▶ Activity: From the entries below, count the lines holding the word "execute" and give nothing but the number.

○ ○ ○ ○ ○ ○ ○

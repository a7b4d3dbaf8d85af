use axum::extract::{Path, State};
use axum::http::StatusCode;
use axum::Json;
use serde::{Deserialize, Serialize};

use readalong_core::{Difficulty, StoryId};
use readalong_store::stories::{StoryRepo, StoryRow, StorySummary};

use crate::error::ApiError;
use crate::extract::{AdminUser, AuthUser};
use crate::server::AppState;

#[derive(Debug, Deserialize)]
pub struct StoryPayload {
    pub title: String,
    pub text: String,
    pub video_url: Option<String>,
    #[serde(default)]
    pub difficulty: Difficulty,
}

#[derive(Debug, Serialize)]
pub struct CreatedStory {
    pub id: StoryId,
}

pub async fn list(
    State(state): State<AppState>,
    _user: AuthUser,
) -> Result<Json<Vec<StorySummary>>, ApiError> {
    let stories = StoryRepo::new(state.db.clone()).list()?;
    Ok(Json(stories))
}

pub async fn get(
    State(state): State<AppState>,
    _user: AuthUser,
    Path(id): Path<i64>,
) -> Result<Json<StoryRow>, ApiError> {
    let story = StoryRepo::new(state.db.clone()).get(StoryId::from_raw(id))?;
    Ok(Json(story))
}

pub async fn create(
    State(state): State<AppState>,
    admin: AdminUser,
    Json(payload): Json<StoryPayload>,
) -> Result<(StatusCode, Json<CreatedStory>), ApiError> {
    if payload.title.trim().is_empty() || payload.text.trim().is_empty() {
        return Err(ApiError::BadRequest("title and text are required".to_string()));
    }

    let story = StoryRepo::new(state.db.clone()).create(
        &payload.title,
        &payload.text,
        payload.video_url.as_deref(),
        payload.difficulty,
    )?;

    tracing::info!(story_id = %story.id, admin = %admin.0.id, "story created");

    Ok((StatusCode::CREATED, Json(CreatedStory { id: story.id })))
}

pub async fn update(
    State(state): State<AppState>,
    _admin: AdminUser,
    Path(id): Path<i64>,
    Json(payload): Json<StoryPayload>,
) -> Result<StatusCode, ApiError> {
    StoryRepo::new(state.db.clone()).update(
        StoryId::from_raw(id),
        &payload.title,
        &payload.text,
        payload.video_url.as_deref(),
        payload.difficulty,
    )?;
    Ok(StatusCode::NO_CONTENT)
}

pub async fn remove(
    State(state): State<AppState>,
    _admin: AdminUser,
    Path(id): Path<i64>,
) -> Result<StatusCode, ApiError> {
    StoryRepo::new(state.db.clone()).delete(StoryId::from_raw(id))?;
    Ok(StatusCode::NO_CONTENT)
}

○ ○ ○ ○ ○ ○ ○

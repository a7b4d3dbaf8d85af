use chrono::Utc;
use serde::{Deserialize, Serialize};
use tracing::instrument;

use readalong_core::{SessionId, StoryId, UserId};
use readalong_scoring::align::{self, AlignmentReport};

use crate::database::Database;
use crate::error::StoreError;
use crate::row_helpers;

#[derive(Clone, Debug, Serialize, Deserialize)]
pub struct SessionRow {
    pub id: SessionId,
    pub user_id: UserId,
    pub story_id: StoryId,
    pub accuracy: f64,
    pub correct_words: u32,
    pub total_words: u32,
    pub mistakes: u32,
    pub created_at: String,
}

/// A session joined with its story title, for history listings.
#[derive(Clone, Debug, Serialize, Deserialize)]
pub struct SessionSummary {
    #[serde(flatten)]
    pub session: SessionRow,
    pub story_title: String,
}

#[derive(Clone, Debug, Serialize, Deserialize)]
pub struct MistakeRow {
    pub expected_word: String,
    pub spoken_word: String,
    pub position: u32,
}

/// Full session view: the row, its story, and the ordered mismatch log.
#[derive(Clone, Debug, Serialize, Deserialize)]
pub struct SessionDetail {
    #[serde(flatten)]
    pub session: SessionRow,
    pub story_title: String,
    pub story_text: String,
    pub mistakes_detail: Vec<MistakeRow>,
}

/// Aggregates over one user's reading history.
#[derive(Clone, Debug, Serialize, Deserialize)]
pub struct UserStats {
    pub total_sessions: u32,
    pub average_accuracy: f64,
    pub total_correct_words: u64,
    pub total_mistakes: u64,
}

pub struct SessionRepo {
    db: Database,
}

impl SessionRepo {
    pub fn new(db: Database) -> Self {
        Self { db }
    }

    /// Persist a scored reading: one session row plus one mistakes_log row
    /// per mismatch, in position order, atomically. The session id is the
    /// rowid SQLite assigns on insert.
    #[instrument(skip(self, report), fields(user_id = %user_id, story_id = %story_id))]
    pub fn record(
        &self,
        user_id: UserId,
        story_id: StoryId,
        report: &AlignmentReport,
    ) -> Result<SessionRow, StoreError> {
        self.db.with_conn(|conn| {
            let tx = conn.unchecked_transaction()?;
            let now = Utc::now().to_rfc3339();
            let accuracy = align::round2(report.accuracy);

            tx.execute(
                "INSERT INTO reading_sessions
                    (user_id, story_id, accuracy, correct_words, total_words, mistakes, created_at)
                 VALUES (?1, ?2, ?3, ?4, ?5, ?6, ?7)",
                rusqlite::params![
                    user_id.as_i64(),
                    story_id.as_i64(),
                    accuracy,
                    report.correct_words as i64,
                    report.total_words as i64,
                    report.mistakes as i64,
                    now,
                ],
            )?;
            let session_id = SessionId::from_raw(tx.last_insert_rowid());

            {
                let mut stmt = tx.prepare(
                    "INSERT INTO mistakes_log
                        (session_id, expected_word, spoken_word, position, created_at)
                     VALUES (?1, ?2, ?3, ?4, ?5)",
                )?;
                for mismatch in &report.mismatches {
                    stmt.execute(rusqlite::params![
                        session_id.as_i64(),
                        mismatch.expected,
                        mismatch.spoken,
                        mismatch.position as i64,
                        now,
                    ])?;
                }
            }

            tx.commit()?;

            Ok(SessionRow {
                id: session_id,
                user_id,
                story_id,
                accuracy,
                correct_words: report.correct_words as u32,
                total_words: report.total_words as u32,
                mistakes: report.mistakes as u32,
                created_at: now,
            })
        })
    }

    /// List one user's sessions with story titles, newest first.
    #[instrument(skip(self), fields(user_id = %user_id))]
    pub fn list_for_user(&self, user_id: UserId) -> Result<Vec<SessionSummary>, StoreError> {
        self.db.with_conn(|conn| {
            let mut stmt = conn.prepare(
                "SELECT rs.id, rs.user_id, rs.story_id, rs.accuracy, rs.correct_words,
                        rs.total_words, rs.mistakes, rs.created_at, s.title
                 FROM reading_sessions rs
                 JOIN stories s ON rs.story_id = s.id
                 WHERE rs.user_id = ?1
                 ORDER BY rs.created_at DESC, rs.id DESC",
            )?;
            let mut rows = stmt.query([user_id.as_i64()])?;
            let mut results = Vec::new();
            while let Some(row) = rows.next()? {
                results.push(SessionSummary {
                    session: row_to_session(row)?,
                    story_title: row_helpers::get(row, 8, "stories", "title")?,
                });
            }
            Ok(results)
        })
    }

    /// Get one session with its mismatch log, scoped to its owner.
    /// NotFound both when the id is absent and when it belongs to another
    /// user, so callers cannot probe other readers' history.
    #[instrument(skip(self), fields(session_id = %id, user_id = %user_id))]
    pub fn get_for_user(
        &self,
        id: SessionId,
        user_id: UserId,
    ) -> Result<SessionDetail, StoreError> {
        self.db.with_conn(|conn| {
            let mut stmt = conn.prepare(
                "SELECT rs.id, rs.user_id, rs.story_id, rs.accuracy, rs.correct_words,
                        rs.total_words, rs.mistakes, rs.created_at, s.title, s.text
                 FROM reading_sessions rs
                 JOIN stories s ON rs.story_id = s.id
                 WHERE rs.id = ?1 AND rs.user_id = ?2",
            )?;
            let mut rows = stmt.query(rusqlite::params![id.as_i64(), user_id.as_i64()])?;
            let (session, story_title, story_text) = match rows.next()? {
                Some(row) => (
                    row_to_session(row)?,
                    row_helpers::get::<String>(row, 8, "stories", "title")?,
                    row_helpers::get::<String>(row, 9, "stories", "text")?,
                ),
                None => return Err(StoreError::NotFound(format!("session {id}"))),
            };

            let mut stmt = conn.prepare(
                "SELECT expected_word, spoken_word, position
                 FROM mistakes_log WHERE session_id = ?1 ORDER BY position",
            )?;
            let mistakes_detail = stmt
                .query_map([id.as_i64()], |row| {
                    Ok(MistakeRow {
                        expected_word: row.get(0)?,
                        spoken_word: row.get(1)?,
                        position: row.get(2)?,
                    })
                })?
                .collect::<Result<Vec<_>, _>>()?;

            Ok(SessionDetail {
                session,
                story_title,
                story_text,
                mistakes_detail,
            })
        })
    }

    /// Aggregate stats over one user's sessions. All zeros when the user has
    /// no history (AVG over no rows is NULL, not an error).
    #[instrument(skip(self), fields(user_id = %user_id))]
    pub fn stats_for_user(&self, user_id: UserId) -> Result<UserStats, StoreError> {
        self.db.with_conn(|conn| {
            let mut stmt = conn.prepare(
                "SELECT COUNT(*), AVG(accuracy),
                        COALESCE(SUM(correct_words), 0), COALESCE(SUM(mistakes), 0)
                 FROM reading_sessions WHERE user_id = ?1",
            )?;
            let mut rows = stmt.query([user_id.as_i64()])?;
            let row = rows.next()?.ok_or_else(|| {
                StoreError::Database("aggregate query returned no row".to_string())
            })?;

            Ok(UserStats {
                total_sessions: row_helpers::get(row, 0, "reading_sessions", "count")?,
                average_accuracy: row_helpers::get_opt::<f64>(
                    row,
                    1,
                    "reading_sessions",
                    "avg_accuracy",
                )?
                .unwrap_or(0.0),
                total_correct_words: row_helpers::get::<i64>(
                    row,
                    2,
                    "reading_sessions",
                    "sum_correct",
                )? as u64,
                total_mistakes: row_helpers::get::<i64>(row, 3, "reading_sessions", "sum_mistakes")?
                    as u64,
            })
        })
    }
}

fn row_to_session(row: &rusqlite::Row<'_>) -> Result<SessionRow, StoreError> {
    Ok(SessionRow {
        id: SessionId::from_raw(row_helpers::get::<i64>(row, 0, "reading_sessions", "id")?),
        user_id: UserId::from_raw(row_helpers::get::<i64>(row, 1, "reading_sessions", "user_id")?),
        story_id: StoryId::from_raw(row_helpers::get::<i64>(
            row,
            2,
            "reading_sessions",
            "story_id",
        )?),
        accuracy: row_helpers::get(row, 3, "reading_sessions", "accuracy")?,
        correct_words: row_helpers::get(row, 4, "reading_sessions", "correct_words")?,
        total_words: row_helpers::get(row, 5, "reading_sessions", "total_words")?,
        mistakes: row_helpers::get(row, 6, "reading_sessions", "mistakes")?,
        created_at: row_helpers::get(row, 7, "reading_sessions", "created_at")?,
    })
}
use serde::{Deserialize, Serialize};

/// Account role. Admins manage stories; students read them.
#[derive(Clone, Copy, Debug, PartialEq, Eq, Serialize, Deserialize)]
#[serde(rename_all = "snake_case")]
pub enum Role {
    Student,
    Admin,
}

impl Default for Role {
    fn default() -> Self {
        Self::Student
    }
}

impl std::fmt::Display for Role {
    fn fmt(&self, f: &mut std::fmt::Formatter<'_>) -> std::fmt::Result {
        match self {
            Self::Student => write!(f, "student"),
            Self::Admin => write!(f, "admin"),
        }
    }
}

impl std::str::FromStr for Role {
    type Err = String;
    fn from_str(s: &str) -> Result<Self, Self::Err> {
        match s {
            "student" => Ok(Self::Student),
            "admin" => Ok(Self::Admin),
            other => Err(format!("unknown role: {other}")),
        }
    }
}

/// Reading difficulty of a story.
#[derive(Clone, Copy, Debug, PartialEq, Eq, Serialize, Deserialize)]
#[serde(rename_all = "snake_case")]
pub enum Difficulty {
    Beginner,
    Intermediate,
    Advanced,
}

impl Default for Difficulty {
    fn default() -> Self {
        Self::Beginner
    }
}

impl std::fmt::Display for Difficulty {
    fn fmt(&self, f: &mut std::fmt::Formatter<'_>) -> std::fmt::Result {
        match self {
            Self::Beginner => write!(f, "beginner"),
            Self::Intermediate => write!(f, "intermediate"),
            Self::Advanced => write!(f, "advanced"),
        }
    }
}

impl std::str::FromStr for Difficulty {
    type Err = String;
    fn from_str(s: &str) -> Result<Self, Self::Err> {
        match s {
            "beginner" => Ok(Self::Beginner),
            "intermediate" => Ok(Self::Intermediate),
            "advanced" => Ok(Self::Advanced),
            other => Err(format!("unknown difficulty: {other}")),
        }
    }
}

○ ○ ○ ○ ○ ○ ○

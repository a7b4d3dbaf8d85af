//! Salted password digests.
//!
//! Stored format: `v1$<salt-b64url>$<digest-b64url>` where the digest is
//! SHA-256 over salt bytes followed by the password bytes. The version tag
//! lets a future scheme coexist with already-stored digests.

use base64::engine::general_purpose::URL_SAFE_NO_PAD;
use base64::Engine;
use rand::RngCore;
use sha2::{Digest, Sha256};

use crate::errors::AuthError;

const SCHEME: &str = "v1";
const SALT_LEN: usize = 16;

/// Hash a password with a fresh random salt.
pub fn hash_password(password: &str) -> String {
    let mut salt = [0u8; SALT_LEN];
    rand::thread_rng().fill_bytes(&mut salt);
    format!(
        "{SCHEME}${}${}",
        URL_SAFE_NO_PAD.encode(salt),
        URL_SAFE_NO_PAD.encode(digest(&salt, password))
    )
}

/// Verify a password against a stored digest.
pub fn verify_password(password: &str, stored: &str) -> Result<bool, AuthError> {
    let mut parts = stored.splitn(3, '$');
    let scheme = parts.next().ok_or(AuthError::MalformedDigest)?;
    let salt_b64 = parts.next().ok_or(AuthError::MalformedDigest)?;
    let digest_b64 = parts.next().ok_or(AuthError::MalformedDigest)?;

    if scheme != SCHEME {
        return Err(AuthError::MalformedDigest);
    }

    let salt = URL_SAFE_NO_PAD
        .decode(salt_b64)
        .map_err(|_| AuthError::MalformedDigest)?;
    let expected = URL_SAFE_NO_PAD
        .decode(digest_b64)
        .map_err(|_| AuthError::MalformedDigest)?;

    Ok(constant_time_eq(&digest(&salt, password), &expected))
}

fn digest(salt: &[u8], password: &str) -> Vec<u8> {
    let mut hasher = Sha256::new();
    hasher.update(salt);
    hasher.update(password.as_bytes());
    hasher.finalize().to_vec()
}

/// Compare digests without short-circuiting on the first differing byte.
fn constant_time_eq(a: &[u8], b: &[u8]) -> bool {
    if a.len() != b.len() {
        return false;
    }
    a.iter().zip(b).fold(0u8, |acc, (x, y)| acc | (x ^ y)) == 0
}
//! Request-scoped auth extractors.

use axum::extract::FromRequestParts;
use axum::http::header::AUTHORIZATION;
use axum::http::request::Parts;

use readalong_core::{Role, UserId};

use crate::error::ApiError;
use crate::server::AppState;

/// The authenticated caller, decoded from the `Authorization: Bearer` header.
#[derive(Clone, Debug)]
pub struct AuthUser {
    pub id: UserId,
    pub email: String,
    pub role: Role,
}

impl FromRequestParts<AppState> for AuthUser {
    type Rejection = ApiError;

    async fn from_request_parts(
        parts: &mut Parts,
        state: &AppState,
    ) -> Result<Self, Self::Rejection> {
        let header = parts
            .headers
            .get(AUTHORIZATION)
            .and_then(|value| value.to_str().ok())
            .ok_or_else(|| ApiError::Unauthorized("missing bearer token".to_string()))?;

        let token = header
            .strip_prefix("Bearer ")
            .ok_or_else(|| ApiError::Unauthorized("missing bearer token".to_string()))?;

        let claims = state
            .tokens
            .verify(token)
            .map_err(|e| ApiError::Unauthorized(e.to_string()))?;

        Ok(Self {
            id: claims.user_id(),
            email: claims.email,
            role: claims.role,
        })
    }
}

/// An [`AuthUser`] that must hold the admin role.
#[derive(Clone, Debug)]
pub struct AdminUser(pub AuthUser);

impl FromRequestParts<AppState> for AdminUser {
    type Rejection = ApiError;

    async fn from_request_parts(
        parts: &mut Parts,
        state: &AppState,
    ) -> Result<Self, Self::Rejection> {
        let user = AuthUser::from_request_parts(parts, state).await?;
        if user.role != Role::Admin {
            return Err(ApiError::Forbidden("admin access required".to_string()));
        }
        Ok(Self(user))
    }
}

○ ○ ○ ○ ○ ○ ○

▶ Solution for this problem: 2